Doorways

 F's work place has 8 offices around the world.  Even before plague and pestilence changed the amount of time F spends at home, the 'sports and social committee' in the company was getting imaginative about finding way all the employees in all the offices could participate in some 'fun' stuff.

They aren't big offices.  The smallest has 2 people.  F's work place has 5, so the corporate culture is to make sure no one feels isolated or out on a precarious limb. 

One of the longer running 'events' is a photographic competition which rolls over 3 or 4 times a year (there is always one underway) and each time it is renewed a new theme is nominated.

The theme of the current iteration is 'doorways'.

F doesn't normally enter a photo.  She's a snapper not an artist, but we pass a lot of doorways on out walks, so I convinced her to think about it.

She has been thinking about it.

'Doors' and 'doorways' are quite different things.  Doors fit into doorways (if you are lucky, they fit) but they stop the doorway being what it was designed and built to be - a portal from one place to another, from here to there, from this to that, from in to out (or vice versa).  

Doorways are a transition.  Doors are an end; a terminus.

In this age, this place, these times, most doors are closed.  There are some very decorative closed doors, but they don't achieve what an excellently framed doorway should achieve: a glimpse of the 'other', a hint, a flint on which to spark curiosity, something that draws the eye and makes the viewer want to see more of what is beyond.

Beyond.

A doorway is the edge of beyond.

Gateways.   If I am standing in the street looking through a human sized gap at a garden contained within, am I peering through a doorway or a gateway?  When is a door a gate? In a fence?  In a wall?
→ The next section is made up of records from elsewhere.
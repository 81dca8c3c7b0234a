//! # Configuration Management Module
//!
//! TOML configuration for the bridge, organized into sections:
//!
//! - [`DeviceConfig`] - which link to the monitor and where to find it
//! - [`MonitorConfig`] - NIBP deadline and reconnect/staleness tuning
//! - [`LoggingConfig`] - log level and optional log file
//!
//! ```toml
//! [device]
//! connection = "serial"        # "serial" | "ble"
//! port = "/dev/ttyUSB0"
//! baud_rate = 115200
//! ble_name = "BerryMed"
//!
//! [monitor]
//! nibp_timeout_seconds = 90
//! reconnect_interval_seconds = 5
//! stale_after_seconds = 5
//!
//! [logging]
//! level = "info"
//! # file = "berrybridge.log"
//! ```
//!
//! All values carry defaults, are validated on load, and CLI arguments
//! override them (CLI args > config file > defaults).

use std::time::Duration;

use anyhow::{anyhow, Result};
use serde::{Deserialize, Serialize};
use tokio::fs;

/// Which physical link the bridge uses to reach the monitor.
#[derive(Debug, Clone, Copy, PartialEq, Eq, Serialize, Deserialize)]
#[serde(rename_all = "lowercase")]
pub enum ConnectionKind {
    Serial,
    Ble,
}

#[derive(Debug, Clone, Serialize, Deserialize)]
pub struct DeviceConfig {
    #[serde(default = "default_connection")]
    pub connection: ConnectionKind,
    /// Serial device path, e.g. `/dev/ttyUSB0` or `COM3`.
    #[serde(default = "default_port")]
    pub port: String,
    #[serde(default = "default_baud_rate")]
    pub baud_rate: u32,
    /// Substring matched against advertised BLE device names.
    #[serde(default = "default_ble_name")]
    pub ble_name: String,
}

fn default_connection() -> ConnectionKind {
    ConnectionKind::Serial
}

fn default_port() -> String {
    "/dev/ttyUSB0".to_string()
}

fn default_baud_rate() -> u32 {
    115_200
}

fn default_ble_name() -> String {
    "BerryMed".to_string()
}

impl Default for DeviceConfig {
    fn default() -> Self {
        Self {
            connection: default_connection(),
            port: default_port(),
            baud_rate: default_baud_rate(),
            ble_name: default_ble_name(),
        }
    }
}

#[derive(Debug, Clone, Serialize, Deserialize)]
pub struct MonitorConfig {
    /// Deadline after which a stuck NIBP measurement is forced back to idle.
    #[serde(default = "default_nibp_timeout")]
    pub nibp_timeout_seconds: u64,
    /// Delay between reconnect attempts after a lost link.
    #[serde(default = "default_reconnect_interval")]
    pub reconnect_interval_seconds: u64,
    /// Silence on a nominally-connected BLE link treated as staleness.
    #[serde(default = "default_stale_after")]
    pub stale_after_seconds: u64,
}

fn default_nibp_timeout() -> u64 {
    90
}

fn default_reconnect_interval() -> u64 {
    5
}

fn default_stale_after() -> u64 {
    5
}

impl Default for MonitorConfig {
    fn default() -> Self {
        Self {
            nibp_timeout_seconds: default_nibp_timeout(),
            reconnect_interval_seconds: default_reconnect_interval(),
            stale_after_seconds: default_stale_after(),
        }
    }
}

impl MonitorConfig {
    pub fn nibp_timeout(&self) -> Duration {
        Duration::from_secs(self.nibp_timeout_seconds)
    }

    pub fn reconnect_interval(&self) -> Duration {
        Duration::from_secs(self.reconnect_interval_seconds)
    }

    pub fn stale_after(&self) -> Duration {
        Duration::from_secs(self.stale_after_seconds)
    }
}

#[derive(Debug, Clone, Serialize, Deserialize)]
pub struct LoggingConfig {
    #[serde(default = "default_log_level")]
    pub level: String,
    #[serde(default)]
    pub file: Option<String>,
}

fn default_log_level() -> String {
    "info".to_string()
}

impl Default for LoggingConfig {
    fn default() -> Self {
        Self {
            level: default_log_level(),
            file: None,
        }
    }
}

/// Main configuration structure.
#[derive(Debug, Clone, Default, Serialize, Deserialize)]
pub struct Config {
    #[serde(default)]
    pub device: DeviceConfig,
    #[serde(default)]
    pub monitor: MonitorConfig,
    #[serde(default)]
    pub logging: LoggingConfig,
}

impl Config {
    /// Load and validate a configuration file.
    pub async fn load(path: &str) -> Result<Self> {
        let content = fs::read_to_string(path)
            .await
            .map_err(|e| anyhow!("Failed to read config file {}: {}", path, e))?;

        let config: Config = toml::from_str(&content)
            .map_err(|e| anyhow!("Failed to parse config file {}: {}", path, e))?;

        config.validate()?;
        Ok(config)
    }

    /// Create a default configuration file.
    pub async fn create_default(path: &str) -> Result<()> {
        let config = Config::default();
        let content = toml::to_string_pretty(&config)
            .map_err(|e| anyhow!("Failed to serialize default config: {}", e))?;

        fs::write(path, content)
            .await
            .map_err(|e| anyhow!("Failed to write config file {}: {}", path, e))?;

        Ok(())
    }

    pub fn validate(&self) -> Result<()> {
        if self.device.port.trim().is_empty() {
            return Err(anyhow!("device.port must not be empty"));
        }
        if self.device.baud_rate == 0 {
            return Err(anyhow!("device.baud_rate must be nonzero"));
        }
        if self.device.ble_name.trim().is_empty() {
            return Err(anyhow!("device.ble_name must not be empty"));
        }
        if self.monitor.nibp_timeout_seconds == 0 {
            return Err(anyhow!("monitor.nibp_timeout_seconds must be nonzero"));
        }
        if self.monitor.reconnect_interval_seconds == 0 {
            return Err(anyhow!("monitor.reconnect_interval_seconds must be nonzero"));
        }
        if self.monitor.stale_after_seconds == 0 {
            return Err(anyhow!("monitor.stale_after_seconds must be nonzero"));
        }
        if self.logging.level.parse::<log::LevelFilter>().is_err() {
            return Err(anyhow!(
                "logging.level '{}' is not a valid log level",
                self.logging.level
            ));
        }
        Ok(())
    }
}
Between two outside spaces?  Does it make a difference if you know what sort of hardware is used to close the hole?

We did find a doorway that provides a glimpse of a tableau that might have been someone's life.  We call this (somewhat prosaically) "doorway on a life not fulfilled".  (A title is a requirement apparently.)


It won't win any competitions.  Winners are chose by popular vote.  The most popular is always pretty, not gritty.  Does that make gritty a worthless entry?  It probably makes it a pointless entry, particularly if we had any designs on winning, but it has value even if only to remind us that there are worse places to be in this world; even now.

So it could be a statement, or is that simply too teenage?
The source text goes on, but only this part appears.